The Shrinking Role of Price
Oil and gas companies are reporting healthy financial results for the second quarter and first half of 1997. Performances naturally vary from company to company, but an important trend is apparent in the early reports: The industry makes money with volume and cost control; price is not the sole factor of profitability.
Companies shouldn't let the experience pass without noting to their customers and investors how the business has changed. And they shouldn't expect market fundamentals underlying current profitability to last forever.
Price patterns
In the U.S., prices for crude oil and natural gas at the wellhead weakened during the course of the first half. As the Midyear Forecast on p. 45 notes, they started the period above year-earlier levels and ended lower. Prices for major products followed the same general pattern. Further weakening in the price of crude seems likely.Yet even independent producers, whose profits tend to track wellhead prices, are reporting good, if reduced, profits in the second quarter. In many cases, growing production volumes cushioned or offset price effects. The volume gains reflect the revival in oil field activity of the past several years. This activity isn't fully represented by rig counts, which also happen to be running nicely ahead of last year's averages. With wells better-located than ever before and a growing share of them cutting pay horizontally, reserves and production volumes per active rig have zoomed.
Integrated companies are pointing to downstream operations as the primary force behind recent profits. Chemical earnings are generally strong. And refining margins, while not robust, have improved. Product netback values at least exceed crude prices enough to cover transport and operating costs for most refiners, and capacity utilization is high, especially in the U.S.
This is very significant-and not just to refiners and marketers. For many years, a slump in crude prices just pulled down product prices and did little for refining margins. Refiners had too much distillation capacity relative to product demand and too much pressure, from investments in equipment needed to upgrade resid and meet environmental requirements, to generate cash by running crude.

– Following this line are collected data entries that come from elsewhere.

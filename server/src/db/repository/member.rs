//! Member Repository

use super::{RepoError, RepoResult};
use shared::models::{Member, MemberWithUser};
use shared::types::MemberRole;
use shared::util::{now_millis, snowflake_id};
use sqlx::SqlitePool;

const MEMBER_SELECT: &str =
    "SELECT id, community_id, user_id, member_role, joined_at FROM member";

const MEMBER_WITH_USER_SELECT: &str = "SELECT m.id, m.community_id, m.user_id, \
     u.name AS user_name, m.member_role, m.joined_at \
     FROM member m JOIN user u ON u.id = m.user_id";

pub async fn find_by_id(pool: &SqlitePool, id: i64) -> RepoResult<Option<Member>> {
    let member = sqlx::query_as::<_, Member>(&format!("{MEMBER_SELECT} WHERE id = ?"))
        .bind(id)
        .fetch_optional(pool)
        .await?;
    Ok(member)
}

pub async fn find_by_user_and_community(
    pool: &SqlitePool,
    user_id: i64,
    community_id: i64,
) -> RepoResult<Option<Member>> {
    let member = sqlx::query_as::<_, Member>(&format!(
        "{MEMBER_SELECT} WHERE user_id = ? AND community_id = ? LIMIT 1"
    ))
    .bind(user_id)
    .bind(community_id)
    .fetch_optional(pool)
    .await?;
    Ok(member)
}

pub async fn find_by_community(
    pool: &SqlitePool,
    community_id: i64,
) -> RepoResult<Vec<MemberWithUser>> {
    let members = sqlx::query_as::<_, MemberWithUser>(&format!(
        "{MEMBER_WITH_USER_SELECT} WHERE m.community_id = ? ORDER BY m.joined_at"
    ))
    .bind(community_id)
    .fetch_all(pool)
    .await?;
    Ok(members)
}

pub async fn create(
    pool: &SqlitePool,
    community_id: i64,
    user_id: i64,
    role: MemberRole,
) -> RepoResult<Member> {
    let id = snowflake_id();
    sqlx::query(
        "INSERT INTO member (id, community_id, user_id, member_role, joined_at)
         VALUES (?, ?, ?, ?, ?)",
    )
    .bind(id)
    .bind(community_id)
    .bind(user_id)
    .bind(role)
    .bind(now_millis())
    .execute(pool)
    .await?;

    find_by_id(pool, id)
        .await?
        .ok_or_else(|| RepoError::Database("Failed to create member".into()))
}

pub async fn update_role(pool: &SqlitePool, id: i64, role: MemberRole) -> RepoResult<Member> {
    let rows = sqlx::query("UPDATE member SET member_role = ? WHERE id = ?")
        .bind(role)
        .bind(id)
        .execute(pool)
        .await?;
    if rows.rows_affected() == 0 {
        return Err(RepoError::NotFound(format!("Member {id} not found")));
    }
    find_by_id(pool, id)
        .await?
        .ok_or_else(|| RepoError::NotFound(format!("Member {id} not found")))
}

pub async fn delete(pool: &SqlitePool, id: i64) -> RepoResult<bool> {
    let rows = sqlx::query("DELETE FROM member WHERE id = ?")
        .bind(id)
        .execute(pool)
        .await?;
    Ok(rows.rows_affected() > 0)
}
//! Dining Table API Handlers

use axum::{
    extract::{Path, State},
    http::StatusCode,
};

use crate::api::restaurants::require_owned_restaurant;
use crate::auth::CurrentUser;
use crate::core::ServerState;
use crate::db::repository::dining_table;
use crate::utils::{AppError, AppResult};

/// DELETE /api/tables/:id - 删除桌台
pub async fn delete(
    State(state): State<ServerState>,
    user: CurrentUser,
    Path(id): Path<i64>,
) -> AppResult<StatusCode> {
    let table = dining_table::find_by_id(state.pool(), id)
        .await?
        .ok_or_else(|| AppError::not_found(format!("Table {id} not found")))?;
    require_owned_restaurant(state.pool(), &user, table.restaurant_id).await?;

    dining_table::delete(state.pool(), id).await?;
    Ok(StatusCode::NO_CONTENT)
}
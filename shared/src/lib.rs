//! Shared types for the Plateful backend
//!
//! Entity models, client-facing DTOs and common enums used by the API
//! server. Database derives (`sqlx::FromRow`, `sqlx::Type`) are gated
//! behind the `db` feature so client-side consumers stay lightweight.

pub mod client;
pub mod models;
pub mod types;
pub mod util;

// Re-exports
pub use serde::{Deserialize, Serialize};
pub use types::{
    CommunityType, CommunityVisibility, DayOfWeek, MemberRole, NotificationKind, PostKind,
    RequestStatus, RequestType, ReservationStatus, UserRole,
};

A period of sustained margin improvement means these relationships have changed for the better, largely because of demand growth and adjustments to distillation capacity. It also gives crude values room to grow if and when production-capacity surpluses dissipate.
The current financial results show that crude-price slumps don't necessarily devastate producers. Smart producers have oriented costs to a range of price possibilities and can make money for investors anywhere along a reasonable spectrum.
The results also show that refiners and marketers earn profits by means other than ratcheting up prices of gasoline and heating oil; indeed, refiners and marketers lack the ability to ratchet up prices. Consumers and politicians need to hear this message. More than a few of them would be surprised to learn that gasoline prices in the U.S. fell through the Independence Day holiday, when, according to popular suspicion, oil companies traditionally gouge their customers.
Prepare for change
Companies, meanwhile, should prepare for change. Markets never hold still. Upstream costs are pushing against weak crude prices, with rig fleets operating at capacity and service providers and suppliers straining to meet demand. Technological and procedural improvements have lowered total costs but can't immunize operators from cost increases associated with tightening markets for specific supplies and services.That doesn't mean an early end to this period of industry health. An inevitable turn in costs just combines with perpetual political hazards to remind a solidly profitable industry that there's never an end to the call on its creative resources.